After the first week of flaws were released, one online miscreant from
Russia shot off an e-mail to Moore, complaining that he had outed a
vulnerability the Russian had been exploiting, Moore said.

"The black hats don't like that the fact that this is public because they
have been using these bugs," Moore said. "By dumping out the bugs on the
community, I'm clearing the air and letting the good guys know what others
are doing."

Yet, the release did not seem so altruistic to Microsoft, whose Internet
Explorer browser suffers from the lion's share of the bugs found by Moore.
The software giant indirectly criticized the release of vulnerabilities in a
statement to SecurityFocus, underscoring the importance of getting customers
updated before they are exposed to threats from malicious attackers.

"Microsoft continues to encourage responsible disclosure of
vulnerabilities," the software giant said in a statement sent to
SecurityFocus. "We believe the commonly accepted practice of reporting
vulnerabilities directly to a vendor serves everyone's best interests."

The software giant stressed that many of the flaws merely crashed the
Internet Explorer browser, while the more serious vulnerabilities were fixed
in the recent MS06-021 security update.

Other browsers had fewer flaws, Moore said. He discovered some issues with
Mozilla's Firefox had, but the group fixed them quickly, he said. Opera's
browser, at least the most recent version, stood up quite well

"Opera 8.5 fell apart ten different ways, but 9.0 looks pretty solid," he
said.

While Microsoft and other software makers have improved their relationships
with many flaw finders, other researchers have ratcheted up the pressure on
the companies to fix the vulnerabilities in their systems. After finding a
flaw in the online-application Web site of the University of Southern
California, security professional Eric McCarty decided to go public with the
issue to put pressure on the university and is now being prosecuted for
breaching the site's security. Another researcher, David Litchfield,
released descriptions of Oracle flaws, after the database maker failed to
patch the issues immediately.

In the most recent case, Moore had first warned software makers of the
threat posed by potential attackers using the tools, known as fuzzers.
Because response to the warning seemed slow, he decided to publicly release
many of the bugs, one each day in July.

The avalanche of browser flaws underscores the problems for software vendors
as fuzzers become more popular. The flaw-finding programs systematically
change the data sent to an application to see how the software reacts. In
many cases, bad data can cause an application to crash; other times, the
application's response to the mangled data reveals underlying security
flaws. HD Moore used five different fuzzers--all but one of which is
publicly available--to find hundreds of vulnerabilities in the major
browsers, he said.

"People now have a feeling about how things stand," Moore said. "There will
be five or six tools that they can run and find out what flaws potentially
could be exploited."

While the Month of Browser Bugs project has come under criticism, the
objections of the black hat community underscores why it is important.
Making the vulnerabilities known will prompt software developers and
defenders to respond to threats and secure their systems, said Peter Swire,
a professor at Ohio State University's Moritz College of Law.
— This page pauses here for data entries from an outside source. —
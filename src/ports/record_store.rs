//! Record-store port for game history persistence.
//!
//! This module defines the trait boundary between the game engines and the
//! storage layer for finished-game records.

use crate::{Result, identifiers::RecordId, records::GameRecord};

/// Port for the append-only list of finished-game records.
///
/// This trait abstracts the storage mechanism, allowing different
/// implementations (JSON file, in-memory, database, etc.) without coupling
/// game logic to a persistence format. Engines only ever *produce*
/// [`GameRecord`] values; the store owns them from append onward.
///
/// Implementations keep the list newest-first: an appended record is
/// returned ahead of everything stored before it.
///
/// # Examples
///
/// ```
/// use parlor::adapters::InMemoryStore;
/// use parlor::ports::RecordStore;
/// use parlor::records::GameRecord;
/// use parlor::types::{GameKind, GameOutcome, Player};
///
/// let store = InMemoryStore::new();
/// let record = GameRecord::new(GameKind::Othello, GameOutcome::Win(Player::Black), 40, 24, 60);
/// store.append(record)?;
/// assert_eq!(store.records()?.len(), 1);
/// # Ok::<(), parlor::Error>(())
/// ```
pub trait RecordStore {
    /// Append a finished-game record to the front of the list.
    ///
    /// # Errors
    ///
    /// Returns an error if the backing storage cannot be read or written,
    /// or if serialization fails.
    fn append(&self, record: GameRecord) -> Result<()>;

    /// Delete the record with the given id.
    ///
    /// Returns whether a record was actually removed; deleting an unknown
    /// id is not an error.
    ///
    /// # Errors
    ///
    /// Returns an error if the backing storage cannot be read or written.
    fn delete(&self, id: &RecordId) -> Result<bool>;

    /// Remove every stored record.
    ///
    /// # Errors
    ///
    /// Returns an error if the backing storage cannot be written.
    fn clear(&self) -> Result<()>;

    /// All stored records, newest first.
    ///
    /// # Errors
    ///
    /// Returns an error if the backing storage cannot be read or its
    /// contents fail to deserialize.
    fn records(&self) -> Result<Vec<GameRecord>>;
}
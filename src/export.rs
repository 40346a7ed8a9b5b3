//! CSV export for game records.

use std::{fs::File, io::Write, path::Path};

use crate::{Result, error::Error, records::GameRecord};

/// Column headers for the record export, in write order.
const HEADERS: [&str; 7] = [
    "id",
    "date",
    "game",
    "winner",
    "black_count",
    "white_count",
    "moves",
];

/// Write `records` as CSV rows to an arbitrary writer.
///
/// # Errors
///
/// Returns [`Error::Csv`] if a row cannot be written, or [`Error::Io`]
/// if the final flush fails.
pub fn write_records_csv<W: Write>(writer: W, records: &[GameRecord]) -> Result<()> {
    let mut csv = csv::Writer::from_writer(writer);
    csv.write_record(HEADERS)?;

    for record in records {
        csv.write_record([
            record.id.as_str(),
            record.date.as_str(),
            &record.game.to_string(),
            record.winner.as_str(),
            &record.black_count.to_string(),
            &record.white_count.to_string(),
            &record.moves.to_string(),
        ])?;
    }

    csv.flush().map_err(|source| Error::Io {
        operation: "flush CSV output".to_string(),
        source,
    })?;
    Ok(())
}

/// Write `records` as a CSV file at `path`.
///
/// # Errors
///
/// Returns [`Error::Io`] if the file cannot be created, or the errors of
/// [`write_records_csv`].
pub fn export_records_csv(path: &Path, records: &[GameRecord]) -> Result<()> {
    let file = File::create(path).map_err(|source| Error::Io {
        operation: format!("create export file {path:?}"),
        source,
    })?;
    write_records_csv(file, records)
}

#[cfg(test)]
mod tests {
    use super::*;
    use crate::{
        identifiers::RecordId,
        types::{GameKind, GameOutcome, Player},
    };

    #[test]
    fn export_writes_header_and_one_row_per_record() {
        let mut record =
            GameRecord::new(GameKind::Othello, GameOutcome::Win(Player::Black), 40, 24, 60);
        record.id = RecordId::new("123");
        record.date = "2026-08-07 12:00:00".to_string();

        let mut out = Vec::new();
        write_records_csv(&mut out, &[record]).unwrap();

        let text = String::from_utf8(out).unwrap();
        let mut lines = text.lines();
        assert_eq!(
            lines.next(),
            Some("id,date,game,winner,black_count,white_count,moves")
        );
        assert_eq!(
            lines.next(),
            Some("123,2026-08-07 12:00:00,othello,black,40,24,60")
        );
        assert_eq!(lines.next(), None);
    }

    #[test]
    fn export_of_no_records_is_just_the_header() {
        let mut out = Vec::new();
        write_records_csv(&mut out, &[]).unwrap();
        assert_eq!(String::from_utf8(out).unwrap().lines().count(), 1);
    }
}
//! Output formatting for the CLI

use crate::{
    gomoku::GomokuGame,
    othello::OthelloGame,
    records::{GameRecord, RecordStats},
    types::{Cell, Position},
};

/// Print a section header
pub fn print_section(title: &str) {
    println!("\n{}", "=".repeat(60));
    println!("{title}");
    println!("{}", "=".repeat(60));
}

/// Print a key-value pair
pub fn print_kv(key: &str, value: &str) {
    println!("  {:20} {}", format!("{}:", key), value);
}

fn stone(cell: Cell) -> char {
    match cell {
        Cell::Empty => '.',
        Cell::Black => 'X',
        Cell::White => 'O',
    }
}

fn column_header(width: usize) -> String {
    let mut header = String::from("   ");
    for col in 0..width {
        header.push(char::from(b'a' + col as u8));
        header.push(' ');
    }
    header
}

/// Render the Othello board with `*` markers on the current side's legal
/// destinations and the score line underneath.
pub fn print_othello(game: &OthelloGame) {
    let legal = game.legal_moves();

    println!("{}", column_header(crate::othello::BOARD_SIZE));
    for row in 0..crate::othello::BOARD_SIZE {
        print!("{:>2} ", row + 1);
        for col in 0..crate::othello::BOARD_SIZE {
            let pos = Position::new(row, col);
            let cell = game.board().get(pos);
            let glyph = if cell == Cell::Empty && legal.contains(&pos) {
                '*'
            } else {
                stone(cell)
            };
            print!("{glyph} ");
        }
        println!();
    }

    let count = game.counts();
    println!("   Black (X) {} - {} White (O)", count.black, count.white);
}

/// Render the Gomoku board with the last-placed stone bracketed.
pub fn print_gomoku(game: &GomokuGame) {
    let last = game.last_move().map(|mv| mv.position);

    println!("{}", column_header(crate::gomoku::BOARD_SIZE));
    for row in 0..crate::gomoku::BOARD_SIZE {
        print!("{:>2} ", row + 1);
        for col in 0..crate::gomoku::BOARD_SIZE {
            let pos = Position::new(row, col);
            let glyph = stone(game.board().get(pos));
            // The '<' tag marks the most recent stone without breaking
            // the two-character cell grid.
            if last == Some(pos) {
                print!("{glyph}<");
            } else {
                print!("{glyph} ");
            }
        }
        println!();
    }
}

/// Print the win-statistics header for a history listing.
pub fn print_stats(stats: &RecordStats) {
    print_kv("Black wins", &stats.black_wins.to_string());
    print_kv("White wins", &stats.white_wins.to_string());
    print_kv("Draws", &stats.draws.to_string());
}

/// Print one history row.
pub fn print_record(record: &GameRecord) {
    println!(
        "  {}  {}  {:<10}  {} - {}  ({} moves)",
        record.id,
        record.date,
        record.winner.to_string(),
        record.black_count,
        record.white_count,
        record.moves
    );
}
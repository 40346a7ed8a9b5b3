//! Othello (Reversi) engine.
//!
//! The board is the fixed 8x8 grid; moves are legal when they bracket at
//! least one run of opponent stones between the placed stone and an existing
//! stone of the mover's color along any of the eight ray directions. A side
//! with no legal move is skipped; the game ends when neither side can move,
//! and the side with more stones wins.

pub mod board;
pub mod game;

pub use board::{BOARD_SIZE, Board};
pub use game::{Move, OthelloGame};
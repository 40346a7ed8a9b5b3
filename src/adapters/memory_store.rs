//! In-memory record store for testing.
//!
//! This adapter provides a pure in-memory implementation of
//! [`RecordStore`], enabling fast tests without any file system IO.

use std::sync::{Arc, Mutex};

use crate::{Result, identifiers::RecordId, ports::RecordStore, records::GameRecord};

/// In-memory record store.
///
/// Stores records in a shared `Vec`, newest first. Clones share the same
/// underlying storage, so a store handed to the code under test can be
/// inspected afterwards through the original handle.
#[derive(Debug, Clone, Default)]
pub struct InMemoryStore {
    records: Arc<Mutex<Vec<GameRecord>>>,
}

impl InMemoryStore {
    /// Create a new empty in-memory store.
    pub fn new() -> Self {
        Self::default()
    }

    /// Number of records currently stored.
    pub fn count(&self) -> usize {
        self.records.lock().unwrap().len()
    }
}

impl RecordStore for InMemoryStore {
    fn append(&self, record: GameRecord) -> Result<()> {
        self.records.lock().unwrap().insert(0, record);
        Ok(())
    }

    fn delete(&self, id: &RecordId) -> Result<bool> {
        let mut records = self.records.lock().unwrap();
        let before = records.len();
        records.retain(|record| record.id != *id);
        Ok(records.len() != before)
    }

    fn clear(&self) -> Result<()> {
        self.records.lock().unwrap().clear();
        Ok(())
    }

    fn records(&self) -> Result<Vec<GameRecord>> {
        Ok(self.records.lock().unwrap().clone())
    }
}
"The attackers probably know about the vulnerabilities, the defenders have
not patched pervasively, so disclosure will tend to help the defenders,"
Swire said.

In a paper published in 2004, Swire argued that--while there are cases where
obscurity can help security--that's not the case for Internet-connected
computers. After informing the software maker and giving them time to patch
the problem, releasing the information helps overall security, he said.

"In many cyber applications, it makes sense to use openness," Swire said.
"The factors tilt towards openness because the attackers can attack
repeatedly, learn from the attacks and tell people about the attack. It is
different from many real world applications where they can get the plans for
the banks and that will help them with the attack because they know where to
step to avoid the alarm sensors."

Others have taken the issue of disclosure as an incentive to secure systems
to a more extreme degree. In a law note published in the Harvard Law Review
(PDF) last month, recent graduate Jonathan Lin argued that even acts of
cybercrime that do not cause major damage should be considered a benefit
because it helps secure the Internet, similar to disclosure.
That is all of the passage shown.